BRIEF DESCRIPTION OF THE DRAWINGS

[0019] The above and other objects, features and advantages of the present invention will be more clearly understood from the following detailed description taken in conjunction with the accompanying drawings, in which:

[0020] FIG. 1 is a view illustrating a data evaluation device using similarity according to an embodiment of the present invention;

[0021] FIG. 2 illustrates a token position and an index value according to an array of first and second record sets corresponding to similarity determination candidate pairs;

[0022] FIG. 3 is a view illustrating a data evaluation method using similarity according to an embodiment of the present invention;

[0023] FIG. 4A is a graph representing, according to a threshold value, execution times during which a method of the present invention and a comparison target method are executed with respect to records obtained by collecting emails of Eron company;

[0024] FIG. 4B is a graph representing, according to a threshold value, execution times during which a method of the present invention and a comparison target method are executed with respect to bench macro documents included in a Trec data set;

[0025] FIG. 4C is a graph representing, according to a threshold value, execution times for which a method of the present invention and a comparison target method are executed with respect to a reference list record, which is obtainable from a DBLP web site; and

[0026] FIG. 5 is a graph illustrating relative performance gains obtained by applying a data evaluation method using similarity to three data sets used in FIGS. 4A to 4C.
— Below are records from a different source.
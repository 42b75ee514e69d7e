//! Canonicalization and near-duplicate collapsing.
//!
//! Every listing gets a stable fingerprint over (normalized name, 3-day
//! date bucket, ~1 km venue cell, normalized provider). Listings sharing a
//! fingerprint form a duplicate group with one canonical representative.
//! An incoming listing whose fingerprint is new is still folded into an
//! existing group when it differs only by a name typo or a date inside the
//! same few days, so two sources describing one real-world event collapse
//! to a single catalog entry.

use chrono::{DateTime, Datelike, Utc};

use crate::types::{CanonHash, CanonicalListing};

/// Width of the date bucket in the fingerprint.
pub const DATE_BUCKET_DAYS: i64 = 3;

/// Maximum edit distance at which two names count as the same activity.
pub const NAME_TYPO_DISTANCE: usize = 2;

/// The normalized inputs a fingerprint is computed from.
#[derive(Debug, Clone, PartialEq)]
pub struct FingerprintParts {
    pub name: String,
    pub epoch_day: i64,
    pub cell: String,
    pub provider: String,
}

impl FingerprintParts {
    pub fn new(name: &str, start: DateTime<Utc>, cell: &str, provider: &str) -> Self {
        Self {
            name: normalize_name(name),
            epoch_day: i64::from(start.date_naive().num_days_from_ce()),
            cell: cell.to_string(),
            provider: normalize_name(provider),
        }
    }

    pub fn date_bucket(&self) -> i64 {
        self.epoch_day.div_euclid(DATE_BUCKET_DAYS)
    }

    pub fn hash(&self) -> CanonHash {
        CanonHash::from_parts(&self.name, self.date_bucket(), &self.cell, &self.provider)
    }
}

/// Lowercase, strip punctuation, collapse whitespace.
pub fn normalize_name(name: &str) -> String {
    name.to_lowercase()
        .chars()
        .map(|c| {
            if c.is_alphanumeric() || c.is_whitespace() {
                c
            } else {
                ' '
            }
        })
        .collect::<String>()
        .split_whitespace()
        .collect::<Vec<_>>()
        .join(" ")
}

/// Whether a listing with `incoming` parts describes the same real-world
/// activity as an existing group with `group` parts, despite a fingerprint
/// mismatch from a typo or a bucket-straddling date.
pub fn is_near_duplicate(incoming: &FingerprintParts, group: &FingerprintParts) -> bool {
    incoming.cell == group.cell
        && incoming.provider == group.provider
        && (incoming.epoch_day - group.epoch_day).abs() <= DATE_BUCKET_DAYS
        && levenshtein(&incoming.name, &group.name) <= NAME_TYPO_DISTANCE
}

/// Classic two-row Levenshtein edit distance.
pub fn levenshtein(a: &str, b: &str) -> usize {
    let a: Vec<char> = a.chars().collect();
    let b: Vec<char> = b.chars().collect();

    if a.is_empty() {
        return b.len();
    }
    if b.is_empty() {
        return a.len();
    }

    let mut prev: Vec<usize> = (0..=b.len()).collect();
    let mut curr = vec![0usize; b.len() + 1];

    for (i, ca) in a.iter().enumerate() {
        curr[0] = i + 1;
        for (j, cb) in b.iter().enumerate() {
            let cost = if ca == cb { 0 } else { 1 };
            curr[j + 1] = (prev[j + 1] + 1).min(curr[j] + 1).min(prev[j] + cost);
        }
        std::mem::swap(&mut prev, &mut curr);
    }

    prev[b.len()]
}

/// The most common spelling among a group's names. Ties resolve to the
/// lexicographically smallest so the answer is order-independent.
pub fn modal_name<'a>(names: impl Iterator<Item = &'a str>) -> Option<String> {
    use std::collections::HashMap;

    let mut counts: HashMap<&str, usize> = HashMap::new();
    for name in names {
        *counts.entry(name).or_default() += 1;
    }

    counts
        .into_iter()
        .max_by(|(name_a, count_a), (name_b, count_b)| {
            count_a.cmp(count_b).then(name_b.cmp(name_a))
        })
        .map(|(name, _)| name.to_string())
}

/// Pick the canonical representative of a duplicate group.
///
/// Order of preference: longest non-empty description, then smallest edit
/// distance to the group's most common name spelling, then earliest
/// `last_verified`. A final comparison on source URL and item id makes the
/// choice deterministic regardless of member order.
pub fn choose_representative(members: &[CanonicalListing]) -> Option<usize> {
    if members.is_empty() {
        return None;
    }

    let modal = modal_name(members.iter().map(|m| m.name.as_str()))?;
    let modal_lower = modal.to_lowercase();

    (0..members.len()).min_by_key(|&i| {
        let m = &members[i];
        (
            std::cmp::Reverse(m.description.trim().len()),
            levenshtein(&m.name.to_lowercase(), &modal_lower),
            m.last_verified.timestamp_millis(),
            m.source_url.clone(),
            m.source_item_id.clone(),
        )
    })
}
DESCRIPTION OF THE PREFERRED EMBODIMENTS

[0027] Hereinafter, embodiments of the present invention will be described in detail with reference to the attached drawings.

[0028] Reference now should be made to the drawings, in which the same reference numerals are used throughout the different drawings to designate the same or similar components.
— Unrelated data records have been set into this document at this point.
//! Turns a score breakdown into parent-facing prose.
//!
//! Reasons fire when a sub-score clears its threshold, in a fixed order,
//! so the same breakdown always yields the same explanation. Thresholds
//! are on the sub-score point scales, not the [0, 1] fractions.

use crate::types::{ChildProfile, ConfidenceLabel, Explanation, Level, SocialFormat};

use super::score::ScoreBreakdown;

pub const MAX_REASONS: usize = 5;
pub const MAX_TRADEOFFS: usize = 3;

const AGE_REASON_THRESHOLD: f64 = 12.0;
const INTENSITY_REASON_THRESHOLD: f64 = 8.0;
const SENSORY_REASON_THRESHOLD: f64 = 8.0;
const SOCIAL_REASON_THRESHOLD: f64 = 4.0;
const GOAL_REASON_THRESHOLD: f64 = 7.0;

const COMMUTE_CAUTION_THRESHOLD: f64 = 7.0;
const SCHEDULE_CAUTION_THRESHOLD: f64 = 7.0;
const PRICE_CAUTION_THRESHOLD: f64 = 3.0;

/// Build the explanation shown alongside a recommended listing.
pub fn explain(breakdown: &ScoreBreakdown, child: &ChildProfile) -> Explanation {
    let mut reasons = Vec::new();

    if breakdown.fit.age >= AGE_REASON_THRESHOLD {
        reasons.push(format!("Perfect age match ({} years old)", child.age));
    }
    if breakdown.fit.intensity >= INTENSITY_REASON_THRESHOLD {
        // The threshold is only reachable when the preference is stated
        if let Some(pref) = child.intensity_preference {
            reasons.push(format!(
                "Matches their {}-energy temperament",
                level_word(pref)
            ));
        }
    }
    if breakdown.fit.sensory >= SENSORY_REASON_THRESHOLD {
        reasons.push("Comfortable sensory environment".to_string());
    }
    if breakdown.fit.social >= SOCIAL_REASON_THRESHOLD {
        if let Some(pref) = child.social_preference {
            reasons.push(format!(
                "Works well with their {} preference",
                social_word(pref)
            ));
        }
    }
    if let Some((goal, _)) = breakdown
        .goals
        .per_goal
        .iter()
        .find(|(_, points)| *points >= GOAL_REASON_THRESHOLD)
    {
        reasons.push(format!("Directly supports '{goal}' goal"));
    }
    reasons.truncate(MAX_REASONS);

    let mut tradeoffs = Vec::new();
    if breakdown.practical.commute < COMMUTE_CAUTION_THRESHOLD {
        tradeoffs.push("May require longer travel time".to_string());
    }
    if breakdown.practical.schedule < SCHEDULE_CAUTION_THRESHOLD {
        tradeoffs.push("Check schedule compatibility carefully".to_string());
    }
    if breakdown.practical.price < PRICE_CAUTION_THRESHOLD {
        tradeoffs.push("Higher cost - consider if it fits your budget".to_string());
    }
    tradeoffs.truncate(MAX_TRADEOFFS);

    let confidence = breakdown.total();
    Explanation {
        reasons,
        tradeoffs,
        confidence,
        label: ConfidenceLabel::from_score(confidence),
    }
}

fn level_word(level: Level) -> &'static str {
    match level {
        Level::Low => "low",
        Level::Medium => "medium",
        Level::High => "high",
    }
}

fn social_word(format: SocialFormat) -> &'static str {
    match format {
        SocialFormat::Team => "team",
        SocialFormat::Solo => "solo",
        SocialFormat::Mixed => "mixed",
    }
}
[0029] Detailed example embodiments are disclosed herein. However, specific structural and functional details disclosed herein are merely representative for purposes of describing example embodiments. Example embodiments may, however, be embodied in many alternate forms and should not be construed as limited to only the embodiments set forth herein. Accordingly, since example embodiments are capable of various modifications and alternative forms, it should be understood that example embodiments are to cover all modifications, equivalents, and alternatives falling within the scope of example embodiments.

[0030] Furthermore, the terminology used herein should be understood as follows.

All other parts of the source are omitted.